Children found what space they could in the dizzy social and sporting whirl of their parents. Often away for weeks, or months at a time, Ettie, sometimes with Willy, would descend, from time to time, like a goddess, on the nursery. For a few precious weeks she would be the perfect mother, spending more time with her children than was usual among her contemporaries. Together they climbed trees, played hide and seek, clambered over rocks. In the summer she would take them away, enjoying playing at the simple life with them. In her own way, and perhaps as far as she was able, she minded about them. When it was time for Julian to go away to school, she took him to look at three schools before deciding on Summerfields. She wanted him to be happy. She wanted it so much that she was blind, deliberately blind, to his unhappiness even at this young age. With heartless pride she described his first journey to school, ‘His fighting spirit leapt to the adventure, and he did not shed one tear, but he was sick several times on the journey from Taplow to Oxford.’
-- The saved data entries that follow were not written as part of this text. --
#![warn(missing_docs)]
#![warn(clippy::missing_docs_in_private_items)]

use std::{fmt, str::FromStr};

use crate::error::GradeError;

/// How forgiving the grader should be, on a 1 (very strict) to 10 (very
/// lenient) scale.
#[derive(Debug, Clone, Copy, PartialEq, Eq, PartialOrd, Ord, Hash)]
pub struct Leniency(u8);

impl Leniency {
    /// Strictest value on the scale.
    pub const MIN: u8 = 1;
    /// Most lenient value on the scale.
    pub const MAX: u8 = 10;

    /// Creates a leniency value, rejecting anything off the 1-10 scale.
    pub fn new(value: u8) -> Result<Self, GradeError> {
        if (Self::MIN..=Self::MAX).contains(&value) {
            Ok(Self(value))
        } else {
            Err(GradeError::LeniencyOutOfRange(value.to_string()))
        }
    }

    /// Maps a ratio in `0.0..=1.0` onto the scale, so `0.5` lands on the
    /// balanced midpoint `5`.
    pub fn from_ratio(ratio: f64) -> Result<Self, GradeError> {
        if !(0.0..=1.0).contains(&ratio) {
            return Err(GradeError::LeniencyOutOfRange(ratio.to_string()));
        }
        let scaled = (ratio * f64::from(Self::MAX)).round() as u8;
        Ok(Self(scaled.max(Self::MIN)))
    }

    /// The raw scale value.
    pub fn value(self) -> u8 {
        self.0
    }

    /// The band this value falls into.
    pub fn band(self) -> LeniencyBand {
        match self.0 {
            0..=2 => LeniencyBand::VeryStrict,
            3..=4 => LeniencyBand::Strict,
            5..=6 => LeniencyBand::Balanced,
            7..=8 => LeniencyBand::Lenient,
            _ => LeniencyBand::VeryLenient,
        }
    }
}

impl Default for Leniency {
    fn default() -> Self {
        Self(5)
    }
}

impl TryFrom<u8> for Leniency {
    type Error = GradeError;

    fn try_from(value: u8) -> Result<Self, Self::Error> {
        Self::new(value)
    }
}

impl From<Leniency> for u8 {
    fn from(value: Leniency) -> Self {
        value.0
    }
}

impl fmt::Display for Leniency {
    fn fmt(&self, f: &mut fmt::Formatter<'_>) -> fmt::Result {
        write!(f, "{}", self.0)
    }
}

impl FromStr for Leniency {
    type Err = GradeError;

    fn from_str(s: &str) -> Result<Self, Self::Err> {
        let s = s.trim();
        s.parse::<u8>()
            .map_err(|_| GradeError::LeniencyOutOfRange(s.to_string()))
            .and_then(Self::new)
    }
}

/// Coarse grading approach derived from a [`Leniency`] value.
#[derive(Debug, Clone, Copy, PartialEq, Eq, Hash)]
pub enum LeniencyBand {
    /// 1-2
    VeryStrict,
    /// 3-4
    Strict,
    /// 5-6
    Balanced,
    /// 7-8
    Lenient,
    /// 9-10
    VeryLenient,
}

impl LeniencyBand {
    /// Short name of the band.
    pub fn label(self) -> &'static str {
        match self {
            LeniencyBand::VeryStrict => "Very Strict",
            LeniencyBand::Strict => "Strict",
            LeniencyBand::Balanced => "Balanced",
            LeniencyBand::Lenient => "Lenient",
            LeniencyBand::VeryLenient => "Very Lenient",
        }
    }

    /// One-line explanation shown next to the leniency control.
    pub fn summary(self) -> &'static str {
        match self {
            LeniencyBand::VeryStrict => {
                "Will deeply analyze the essay, focus on weaknesses, and be extremely critical."
            }
            LeniencyBand::Strict => "Will maintain high standards with limited top grades.",
            LeniencyBand::Balanced => "Will evaluate objectively using the full scoring range.",
            LeniencyBand::Lenient => {
                "Will add 5-15% to scores and focus more on strengths than weaknesses."
            }
            LeniencyBand::VeryLenient => {
                "Will add 15-25% to scores, primarily focus on positives, and rarely give low \
                 grades."
            }
        }
    }

    /// Grading approach block written into the prompt.
    pub fn instructions(self) -> &'static str {
        match self {
            LeniencyBand::VeryStrict => include_str!("prompts/leniency/very_strict.md"),
            LeniencyBand::Strict => include_str!("prompts/leniency/strict.md"),
            LeniencyBand::Balanced => include_str!("prompts/leniency/balanced.md"),
            LeniencyBand::Lenient => include_str!("prompts/leniency/lenient.md"),
            LeniencyBand::VeryLenient => include_str!("prompts/leniency/very_lenient.md"),
        }
    }
}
The messages were confusing. Love was given, then inexplicably and abruptly withdrawn. The same cycle of adoration followed by guilt, humiliation and ecstasy, that we saw in Ettie’s relationship with her lovers, who by the time Julian reached his last years at Eton were closer in age to him than they were to her, was repeated with her son. It is not surprising to find Julian writing ‘I can’t understand love’, ‘…this faculty of affectionateness has been left altogether out of my composition. I really believe this; things people say and do, and things in books, often seem incomprehensible to me’.

Pleasing his mother became even more difficult after Eton, when the weekly offerings of good marks, and runs scored inevitably ceased. ‘You implore me not to live the solitary life, and die of mortification directly I like anybody’, ‘You implore me to work, and cry if I don’t dance nightly’. Finally, and with great courage, he rebelled. In 1909, while still at Oxford, Julian wrote a short book of essays, which were nothing less than an attack on everything that his mother lived by and for.  In it he exposed the contradictory ideals with which he had been brought up, and which he was convinced would lead to a collective schizophrenia. He believed that society was beginning to search for a ‘competitive self-sacrifice just to prove itself not ludicrous’. But Ettie hated the book, and it marked the start of a long period of (intermittent – for nothing in Ettie’s life was ever consistent) conflict between them.

 

Ettie inherited Panshanger from her aunt Katie Cowper in 1913. She lived there until her death in 1952. It was demolished in 1954.
Ettie inherited Panshanger from her aunt Katie Cowper in 1913. She lived there until her death in 1952. It was demolished in 1954.

 

Ettie’s reserve in personal matters mean that we know little of her state of mind during this time, but one might wonder if she wasn’t going through an uncomfortable period of her own. She had reached her mid-forties, youth was behind her, her husband was loyal and trustworthy but hardly a fellow soul (small ‘s’). The heavy jawed man we see in the photograph with his family, whose idea of a suitable exhibit for the 1910 International Exhibition in Vienna was a room hung with animals’ heads, does not give the appearance of an enjoyable drawing room companion.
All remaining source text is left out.